Il cloud è il punto di raccolta. IBM Cloud è la nostra versione per le aziende, che deve garantire determinati livelli di servizio: deve essere sicuro, integrare i dati ed essere pronto per le tecnologie esponenziali. Però tutto ciò, essendo erogato con un modello cloud, diventa accessibile a tutti; un abbattimento totale delle barriere d’accesso. La vera accelerazione delle aziende, e di quelle in Italia in particolare vista la loro dimensione media-piccola, è potere accedere a queste tecnologie. Tutto questo però lo si fa solo se si inizia a guardare il più grande gap che abbiamo in Italia: le competenze per potere sfruttare tutto questo, non solo per le aziende ma per la società. Competenze non solo scientifiche, di cui ne servono molte di più, cioè le Stem (scienza, tecnologia, ingegneria, matematica, ndr). Dovremmo invece parlare di Steam, dove la “a” sta per arte, la dimensione che va ad arricchire una visione che se fosse puramente scientifica non ci aiuterebbe ad andare avanti.

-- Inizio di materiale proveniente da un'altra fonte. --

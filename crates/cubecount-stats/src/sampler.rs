use cubecount_core::config::GeneratorConfig;
use cubecount_core::constants::{FOOTPRINT_COUNT, LAYER_COUNT};
use cubecount_world::{seeded, Structure, StructureGenerator};

/// Aggregate numbers over a batch of generated structures.
#[derive(Debug, Clone, serde::Serialize, serde::Deserialize)]
pub struct SampleStats {
    pub samples: u32,
    pub seed: u64,
    /// `layer_histograms[y][n]`: structures with exactly `n` cubes on layer `y`.
    pub layer_histograms: Vec<Vec<u32>>,
    pub min_total: u32,
    pub max_total: u32,
    pub mean_total: f64,
    /// Mean number of cubes hidden from the start view (lower bound).
    pub mean_occluded: f64,
    /// Share of structures with at least one hidden cube.
    pub hidden_ratio: f64,
    pub violations: Vec<Violation>,
}

/// A sampled structure that broke a generator invariant.
#[derive(Debug, Clone, PartialEq, serde::Serialize, serde::Deserialize)]
pub struct Violation {
    pub sample: u32,
    pub reason: String,
}

/// Check one structure against the generator's invariants.
pub fn audit(structure: &Structure, config: &GeneratorConfig) -> Result<(), String> {
    structure.validate().map_err(|e| e.to_string())?;

    let counts = structure.layer_counts();
    if counts.len() > LAYER_COUNT {
        return Err(format!("{} layers, at most {LAYER_COUNT}", counts.len()));
    }
    let base = counts.first().copied().unwrap_or(0);
    if base < config.base_min as usize || base > config.base_max as usize {
        return Err(format!(
            "base layer has {base} cubes, outside {}..={}",
            config.base_min, config.base_max
        ));
    }
    if let Some(y) = (1..counts.len()).find(|&y| counts[y] > counts[y - 1]) {
        return Err(format!(
            "layer {y} has {} cubes, more than the {} below",
            counts[y],
            counts[y - 1]
        ));
    }
    Ok(())
}

/// Generate `samples` structures from `seed` and collect statistics.
pub fn sample(config: &GeneratorConfig, samples: u32, seed: u64) -> SampleStats {
    let generator = StructureGenerator::new(config.clone());
    let mut rng = seeded(seed);

    let mut layer_histograms = vec![vec![0u32; FOOTPRINT_COUNT + 1]; LAYER_COUNT];
    let mut min_total = u32::MAX;
    let mut max_total = 0u32;
    let mut total_sum = 0u64;
    let mut occluded_sum = 0u64;
    let mut with_hidden = 0u32;
    let mut violations = Vec::new();

    for i in 0..samples {
        let structure = generator.generate(&mut rng);

        if let Err(reason) = audit(&structure, generator.config()) {
            log::warn!("Sample {i} violates an invariant: {reason}");
            violations.push(Violation { sample: i, reason });
        }

        let counts = structure.layer_counts();
        for (y, histogram) in layer_histograms.iter_mut().enumerate() {
            let n = counts.get(y).copied().unwrap_or(0).min(FOOTPRINT_COUNT);
            histogram[n] += 1;
        }

        let total = structure.len() as u32;
        min_total = min_total.min(total);
        max_total = max_total.max(total);
        total_sum += total as u64;

        let hidden = structure.occluded_cells().len() as u64;
        occluded_sum += hidden;
        if hidden > 0 {
            with_hidden += 1;
        }
    }

    let n = samples.max(1) as f64;
    SampleStats {
        samples,
        seed,
        layer_histograms,
        min_total: if samples == 0 { 0 } else { min_total },
        max_total,
        mean_total: total_sum as f64 / n,
        mean_occluded: occluded_sum as f64 / n,
        hidden_ratio: with_hidden as f64 / n,
        violations,
    }
}

#[cfg(test)]
mod tests {
    use super::*;
    use cubecount_core::types::Cell;

    #[test]
    fn test_sample_has_no_violations() {
        let stats = sample(&GeneratorConfig::default(), 1000, 42);
        assert!(stats.violations.is_empty(), "{:?}", stats.violations);
        assert_eq!(stats.samples, 1000);
        assert!(stats.min_total >= 4);
        assert!(stats.max_total <= 27);
        assert!(stats.mean_total >= stats.min_total as f64);
        assert!(stats.mean_total <= stats.max_total as f64);
    }

    #[test]
    fn test_histograms_sum_to_samples() {
        let stats = sample(&GeneratorConfig::default(), 300, 7);
        for histogram in &stats.layer_histograms {
            assert_eq!(histogram.iter().sum::<u32>(), 300);
        }
        // Base layer never drops below the configured minimum.
        assert!(stats.layer_histograms[0][..4].iter().all(|&n| n == 0));
    }

    #[test]
    fn test_same_seed_same_stats() {
        let a = sample(&GeneratorConfig::default(), 200, 99);
        let b = sample(&GeneratorConfig::default(), 200, 99);
        assert_eq!(a.layer_histograms, b.layer_histograms);
        assert_eq!(a.mean_total, b.mean_total);
    }

    #[test]
    fn test_custom_base_range_audited() {
        let config = GeneratorConfig {
            base_min: 9,
            base_max: 9,
        };
        let stats = sample(&config, 100, 5);
        assert!(stats.violations.is_empty(), "{:?}", stats.violations);
        assert_eq!(stats.layer_histograms[0][9], 100);
        assert!(stats.min_total >= 9);
    }

    #[test]
    fn test_zero_samples() {
        let stats = sample(&GeneratorConfig::default(), 0, 1);
        assert_eq!(stats.min_total, 0);
        assert_eq!(stats.max_total, 0);
        assert_eq!(stats.mean_total, 0.0);
    }

    #[test]
    fn test_audit_rejects_small_base() {
        let structure = Structure::from_cells([
            Cell::new(0, 0, 0),
            Cell::new(1, 0, 0),
            Cell::new(0, 1, 0),
        ])
        .expect("on grid");
        let err = audit(&structure, &GeneratorConfig::default()).unwrap_err();
        assert!(err.contains("base layer"), "{err}");
    }

    #[test]
    fn test_audit_rejects_floating_cube() {
        let structure = Structure::from_cells([
            Cell::new(0, 0, 0),
            Cell::new(1, 0, 0),
            Cell::new(2, 0, 0),
            Cell::new(0, 0, 1),
            Cell::new(2, 1, 2),
        ])
        .expect("on grid");
        assert!(audit(&structure, &GeneratorConfig::default()).is_err());
    }
}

Con @molteni_simone, direttore scientifico di LifeGate, partecipiamo al tavolo per sviluppare una tecnologia contro l’abbandono di rifiuti abusivi a Genova! #PartyCloud #IBMCloud #IBM Buona hackaton (sostenibile) a tutti! https://t.co/swxEyHAxNI pic.twitter.com/Q94Nmglx1V
— LifeGate (@lifegate) 20 settembre 2018
La Party Cloud challenge per Genova, ad esempio, mette a confronto il mondo scientifico-informatico con realtà come quelle delle amministrazioni locali. In che modo la tecnologia può aiutare nello sviluppo di pratiche e sistemi di gestione più sostenibili?

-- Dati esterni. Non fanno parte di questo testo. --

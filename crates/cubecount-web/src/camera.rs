use glam::{Vec2, Vec3};

/// Center of the 3x3 footprint grid, a little above the ground.
const GRID_CENTER: Vec3 = Vec3::new(1.5, 1.2, 1.5);

/// Elevation of the classic isometric view: atan(1/sqrt(2)).
const ISO_PITCH: f32 = 0.615_479_7;

/// World units that must fit across the shorter canvas side.
const VIEW_SPAN: f32 = 6.0;

/// Orthographic orbit camera around the grid center.
///
/// `yaw` is the structure's rotation angle. At the start angle (315°) the
/// camera looks from the +x / -z corner, so footprints with a larger
/// `z - x` sit farther away and higher on screen.
#[derive(Debug, Clone, Copy)]
pub struct IsoCamera {
    pub yaw: f32,
    pub pitch: f32,
    pub target: Vec3,
}

impl IsoCamera {
    pub fn new(yaw: f32) -> Self {
        Self {
            yaw,
            pitch: ISO_PITCH,
            target: GRID_CENTER,
        }
    }

    /// Unit vector from the scene toward the viewer.
    pub fn to_viewer(&self) -> Vec3 {
        let (sin_yaw, cos_yaw) = self.yaw.sin_cos();
        let (sin_pitch, cos_pitch) = self.pitch.sin_cos();
        Vec3::new(-sin_yaw * cos_pitch, sin_pitch, -cos_yaw * cos_pitch)
    }

    /// Screen-right and screen-up axes in world space.
    pub fn screen_axes(&self) -> (Vec3, Vec3) {
        let d = self.to_viewer();
        let right = Vec3::Y.cross(d).normalize();
        let up = d.cross(right);
        (right, up)
    }

    /// Distance toward the viewer; larger is closer.
    pub fn depth(&self, p: Vec3) -> f32 {
        (p - self.target).dot(self.to_viewer())
    }

    /// Project a world point to canvas pixels (origin top-left, y down).
    pub fn project(&self, p: Vec3, width: f32, height: f32) -> Vec2 {
        let (right, up) = self.screen_axes();
        let rel = p - self.target;
        let scale = width.min(height) / VIEW_SPAN;
        Vec2::new(
            width * 0.5 + rel.dot(right) * scale,
            height * 0.5 - rel.dot(up) * scale,
        )
    }
}

#[cfg(test)]
mod tests {
    use super::*;
    use std::f32::consts::TAU;

    const START: f32 = 7.0 * std::f32::consts::FRAC_PI_4;

    #[test]
    fn test_axes_orthonormal() {
        for yaw in [0.0, 1.0, START, 4.2] {
            let cam = IsoCamera::new(yaw);
            let (right, up) = cam.screen_axes();
            let d = cam.to_viewer();
            assert!((right.length() - 1.0).abs() < 1e-5);
            assert!((up.length() - 1.0).abs() < 1e-5);
            assert!(right.dot(up).abs() < 1e-5);
            assert!(right.dot(d).abs() < 1e-5);
            assert!(up.y > 0.0, "screen up should point upward");
        }
    }

    #[test]
    fn test_start_view_back_row_is_far_and_high() {
        let cam = IsoCamera::new(START);
        let back = Vec3::new(0.5, 0.5, 2.5); // footprint (0,2), distance 2
        let front = Vec3::new(2.5, 0.5, 0.5); // footprint (2,0), distance -2
        assert!(cam.depth(back) < cam.depth(front));

        let back_px = cam.project(back, 600.0, 400.0);
        let front_px = cam.project(front, 600.0, 400.0);
        assert!(back_px.y < front_px.y);
    }

    #[test]
    fn test_view_diagonal_projects_to_same_point() {
        // Under the true isometric start view, (1,1,-1) points at the viewer.
        let cam = IsoCamera::new(START);
        let a = cam.project(Vec3::new(0.5, 0.5, 1.5), 500.0, 500.0);
        let b = cam.project(Vec3::new(1.5, 1.5, 0.5), 500.0, 500.0);
        assert!(a.distance(b) < 1e-3);
    }

    #[test]
    fn test_full_turn_is_identity() {
        let p = Vec3::new(2.0, 1.0, 0.0);
        let a = IsoCamera::new(START).project(p, 800.0, 600.0);
        let b = IsoCamera::new(START + TAU).project(p, 800.0, 600.0);
        assert!(a.distance(b) < 1e-2);
    }

    #[test]
    fn test_target_projects_to_center() {
        let cam = IsoCamera::new(0.3);
        let c = cam.project(GRID_CENTER, 320.0, 240.0);
        assert!((c - Vec2::new(160.0, 120.0)).length() < 1e-4);
    }
}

Si rischia di pensare che la tecnologia sia esclusivamente una modalità per fare profitto. Ovviamente aiuta le aziende a essere più competitive, ma il fine ultimo è quello di migliorare la società e il mondo. Usciamo dalla challenge mondiale Call for code, una chiamata alle armi a 20 milioni di sviluppatori con un tema fondamentale, quello della previsione e della mitigazione dei disastri naturali. Siamo nella fase finale, in cui le migliori idee verranno finanziate da IBM e implementate nei paesi dove è più opportuno. Le realtà locali sono altrettanto importanti: qui oggi abbiamo annunciato una challenge per risolvere un problema pratico, le discariche abusive che danneggiano il decoro e la percezione della bellezza della città, quindi anche il turismo e il benessere generale. Abbiamo lanciato questa sfida insieme al comune, l’Amiu, Dock (una nostra joint venture sul territorio genovese insieme a Banca Carige), LifeGate e Codemotion, la più grande comunità italiana di sviluppatori. Noi mettiamo a disposizione la tecnologia, né più né meno.

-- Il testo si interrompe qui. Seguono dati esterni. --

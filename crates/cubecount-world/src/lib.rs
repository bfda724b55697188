pub mod generator;
pub mod rng;
pub mod structure;

pub use generator::{LayerCounts, StructureGenerator};
pub use rng::{seeded, RandomSource, ScriptedDraws};
pub use structure::{Structure, StructureError};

Lo sviluppo di uno strumento informatico al servizio della città di Genova attraverso una hackathon potrebbe diventare un esempio per altri comuni?
Queste soluzioni possono essere facilmente implementate perché la barriera di accesso a questa tecnologia è molto bassa. Le competenze sono disponibili in Italia ma non vengono messe insieme, quindi il fine di una hackathon è proprio quello di mettere insieme competenze diverse per creare dei prototipi: non è un esercizio teorico. I migliori prototipi, quelli che pensiamo possano effettivamente essere implementati, verranno presentati al comune di Genova che si è impegnato a considerare uno di questi progetti. Queste metodologie solitamente aiutano a trovare soluzioni che con metodologie tradizionali non si riesce ad affrontare. Si possono creare soluzioni anche senza sviluppare progetti di lungo periodo. Le tecnologie ci sono adesso: dal riconoscimento delle immagini, ai dati geolocalizzati, all’integrazione dei dati con le informazioni meteorologiche e quelle tratte dai social. Tutto questo è fattibile e i ragazzi che risponderanno a questa challenge sono capacissimi di farlo.